Questions & Answers

Questions & Answers


Frequently Asked Questions

Do you have any other questions? Contact us at: info@rebiolup.com
1When is the trial planned to start?
The first study participant is expected to be enrolled in January 2021.
2How is data collection conducted?
Data collection is conducted through an electronic CRF platform administered at the Karolinska Institutet. Investigators are provided with links to the eCRFs, one for each visit.
3How long time does it take to complete the eCRF for a visit?
It takes differently long time depending on the visit. You can see the instruments constituting the eCRFs in the section Assessments and eCRFs. The longest data registration is for baseline, since it includes the EULAR/ACR classification criteria for SLE and kindey histopathology. Even if some instruments seem to be long, data in several sections within the instruments are automatically imputed by the eCRF system.
4My patient has been randomised to the control arm (no repeat kidney biopsy), but has worsened and I want to perform a repeat biopsy. Does the patient have to be excluded from ReBioLup due to protocol violation?
No, a repeat kidney biopsy due to worsening does not constitute a protocol violation. The repeat kidney biopsy in this case is not a per-protocol repeat kidney biopsy, and the incidence has to be registered as a flare. In the initial analysis, the patient will be analysed in the arm they were assigned. In secondary analyses, the patient might be analysed in the opposite arm, depending on when the biopsy was performed.
5My centre is participating in a clinical trial for a new therapeutic modality for lupus nephritis. Is participation in ReBioLup possible?
It depends on the design of the clinical trial. If the interventional part of the clinical trial is limited to one year, then it is possible since the first year of ReBioLup is observational, not interventional. The randomization for ReBioLup is always conducted at baseline, but the interventional part of ReBioLup starts from month 12 when the repeat kidney biopsy (for 50% of the patients) has been performed and will steer the intensity of immunosuppression.
6Is the kidney pathology assessment centrally conducted?
No, kidney pathology is assessed at the participating centres (for the purpose of therapeutic decision making), but slides will be sent to UCLouvain for digitalisation and central review (for the purpose of analysis).
7Is the collection of kidney tissue complicated?
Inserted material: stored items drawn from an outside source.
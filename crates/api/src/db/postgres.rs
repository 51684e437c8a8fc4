use std::time::Duration;

use anyhow::{Context, Result};
use dwd_atlas_core::DbConfig;
use log::info;
use sqlx::postgres::{PgConnectOptions, PgPool, PgPoolOptions};

/// Read-side Postgres handle for the API server.
pub struct Database {
    pool: PgPool,
}

impl Database {
    pub async fn new(config: &DbConfig) -> Result<Self> {
        let options = PgConnectOptions::new()
            .host(&config.host)
            .port(config.port)
            .database(&config.name)
            .username(&config.user)
            .password(&config.pass);

        let pool = PgPoolOptions::new()
            .max_connections(5)
            .acquire_timeout(Duration::from_secs(30))
            .connect_with(options)
            .await
            .context("Failed to create database connection pool")?;

        let db = Self { pool };
        db.health_check().await?;
        info!(
            "Postgres database connected: {}:{}/{}",
            config.host, config.port, config.name
        );

        Ok(db)
    }

    pub fn pool(&self) -> &PgPool {
        &self.pool
    }

    /// Check database connectivity.
    pub async fn health_check(&self) -> Result<()> {
        sqlx::query("SELECT 1")
            .fetch_one(&self.pool)
            .await
            .context("Database connectivity check failed")?;
        Ok(())
    }
}
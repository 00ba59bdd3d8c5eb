//! ftest driver entry point

fn main() {
    // Structured logging goes to stderr so the progress stream on stdout stays diffable; RUST_LOG overrides.
    let _ = tracing_subscriber::fmt()
        .with_writer(std::io::stderr)
        .with_env_filter(
            tracing_subscriber::EnvFilter::try_from_default_env()
                .unwrap_or_else(|_| tracing_subscriber::EnvFilter::new("warn")),
        )
        .try_init();

    ftest::cli::run();
}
The tissue collection procedure has been designed to be simple. Two very small fragments obtained from the kidney biopsies (no larger than a pinhead) will be isolated, dropped into a 2.5% glutaraldehyde solution (together), and stored at 4 °C until shipment to the coordinating centre UCLouvain.
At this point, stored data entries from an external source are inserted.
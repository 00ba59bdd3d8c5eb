//! Test-case discovery
//!
//! Enumerates the digit-prefixed directories directly under the test root (one level, no recursion) and resolves
//! each to a [`TestCase`]. A directory that does not hold exactly one specification file still shows up, carrying
//! a [`DiscoveryError`], so it is reported as a failed case instead of silently skipped.

use std::fs;
use std::io;
use std::path::{Path, PathBuf};

use ftest_core::naming::{Conventions, is_case_dir_name};

use super::interfaces::{DiscoveryError, RunError};
use crate::config::RunConfig;

/// One runnable test case with every artifact path derived up front
#[derive(Debug, Clone, PartialEq, Eq)]
pub struct TestCase {
    /// Identifier printed in progress lines (the directory as found or as given)
    pub name: String,
    pub dir: PathBuf,
    /// The single specification file
    pub spec: PathBuf,
    /// Where the generator writes its output
    pub generated: PathBuf,
    /// Where the compiler writes the executable
    pub executable: PathBuf,
}

/// A candidate directory and what resolving it produced
#[derive(Debug, Clone, PartialEq, Eq)]
pub struct DiscoveredCase {
    pub name: String,
    pub dir: PathBuf,
    pub case: Result<TestCase, DiscoveryError>,
}

/// Resolves case directories using the naming conventions and artifact locations of one run.
#[derive(Debug, Clone)]
pub struct Discovery {
    root: PathBuf,
    explicit: Vec<PathBuf>,
    conventions: Conventions,
    exe_dir: PathBuf,
}

impl Discovery {
    pub fn new(root: impl Into<PathBuf>, conventions: Conventions, exe_dir: impl Into<PathBuf>) -> Self {
        Self {
            root: root.into(),
            explicit: Vec::new(),
            conventions,
            exe_dir: exe_dir.into(),
        }
    }

    /// Use these directories, in this order, instead of scanning the root.
    ///
    /// Relative entries are resolved against the root; the entry as given is the case identifier.
    pub fn with_explicit(mut self, dirs: Vec<PathBuf>) -> Self {
        self.explicit = dirs;
        self
    }

    pub fn from_config(config: &RunConfig) -> Self {
        Self::new(&config.root, config.conventions.clone(), config.exe_dir()).with_explicit(config.cases.clone())
    }

    /// All cases for this run, in the order they will be reported.
    ///
    /// Explicit directories bypass the root scan and the digit-prefix rule entirely.
    #[tracing::instrument(skip(self), fields(root = %self.root.display()))]
    pub fn discover(&self) -> Result<Vec<DiscoveredCase>, RunError> {
        let dirs: Vec<(String, PathBuf)> = if self.explicit.is_empty() {
            self.case_dirs()?
                .into_iter()
                .map(|dir| (dir_label(&dir), dir))
                .collect()
        } else {
            self.explicit
                .iter()
                .map(|dir| (dir.display().to_string(), self.root.join(dir)))
                .collect()
        };

        let cases: Vec<DiscoveredCase> = dirs
            .into_iter()
            .map(|(name, dir)| DiscoveredCase {
                case: self.resolve(&name, &dir),
                name,
                dir,
            })
            .collect();
        tracing::debug!(count = cases.len(), "discovered test cases");
        Ok(cases)
    }

    /// Digit-prefixed directories directly under the root, sorted by name.
    pub fn case_dirs(&self) -> Result<Vec<PathBuf>, RunError> {
        let entries = fs::read_dir(&self.root).map_err(|source| match source.kind() {
            io::ErrorKind::NotFound => RunError::RootMissing(self.root.clone()),
            _ => RunError::RootUnreadable {
                path: self.root.clone(),
                source,
            },
        })?;

        let mut dirs = Vec::new();
        for entry in entries {
            let entry = match entry {
                Ok(entry) => entry,
                Err(err) => {
                    tracing::warn!(root = %self.root.display(), error = %err, "skipping unreadable entry");
                    continue;
                }
            };
            let name = entry.file_name();
            let Some(name) = name.to_str() else { continue };
            let path = entry.path();
            if is_case_dir_name(name) && path.is_dir() {
                dirs.push(path);
            }
        }
        dirs.sort_by(|a, b| a.file_name().cmp(&b.file_name()));
        Ok(dirs)
    }

    /// Resolve one directory to a runnable case.
    pub fn resolve(&self, name: &str, dir: &Path) -> Result<TestCase, DiscoveryError> {
        let specs = self.spec_files(dir)?;
        let [spec] = specs.as_slice() else {
            return Err(DiscoveryError::SpecCount {
                dir: dir.to_path_buf(),
                pattern: self.conventions.spec_pattern(),
                count: specs.len(),
            });
        };

        let executable = self
            .conventions
            .executable_path(&self.exe_dir, dir, spec)
            .or_else(|| {
                // `..` and friends have no name of their own; use the directory they point at.
                let canonical = fs::canonicalize(dir).ok()?;
                self.conventions.executable_path(&self.exe_dir, &canonical, spec)
            })
            .unwrap_or_else(|| self.exe_dir.join(format!("{}.{}", name, self.conventions.exe_ext)));

        Ok(TestCase {
            name: name.to_string(),
            dir: dir.to_path_buf(),
            spec: spec.clone(),
            generated: self.conventions.generated_path(spec),
            executable,
        })
    }

    fn spec_files(&self, dir: &Path) -> Result<Vec<PathBuf>, DiscoveryError> {
        let entries = fs::read_dir(dir).map_err(|err| match err.kind() {
            io::ErrorKind::NotFound => DiscoveryError::Missing(dir.to_path_buf()),
            _ => DiscoveryError::Unreadable {
                dir: dir.to_path_buf(),
                message: err.to_string(),
            },
        })?;

        let mut specs: Vec<PathBuf> = entries
            .filter_map(Result::ok)
            .filter(|entry| {
                entry
                    .file_name()
                    .to_str()
                    .is_some_and(|name| self.conventions.is_spec_file_name(name))
            })
            .map(|entry| entry.path())
            .filter(|path| path.is_file())
            .collect();
        specs.sort();
        Ok(specs)
    }
}

fn dir_label(dir: &Path) -> String {
    dir.file_name()
        .map(|name| name.to_string_lossy().into_owned())
        .unwrap_or_else(|| dir.display().to_string())
}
8The kidney biopsy is an invasive procedure. Has there any risk/benefit assessment been conducted?
Yes, please contact the ReBioLup coordinator at info@rebiolup.com and ask for the risk/benefit profile of ReBioLup.
9Is any fee provided to the participating centres?
Yes, a small fee per patient enrolled will be provided to the participating sites. However, since ReBioLup is an investigator-initiated endeavour, this fee is limited.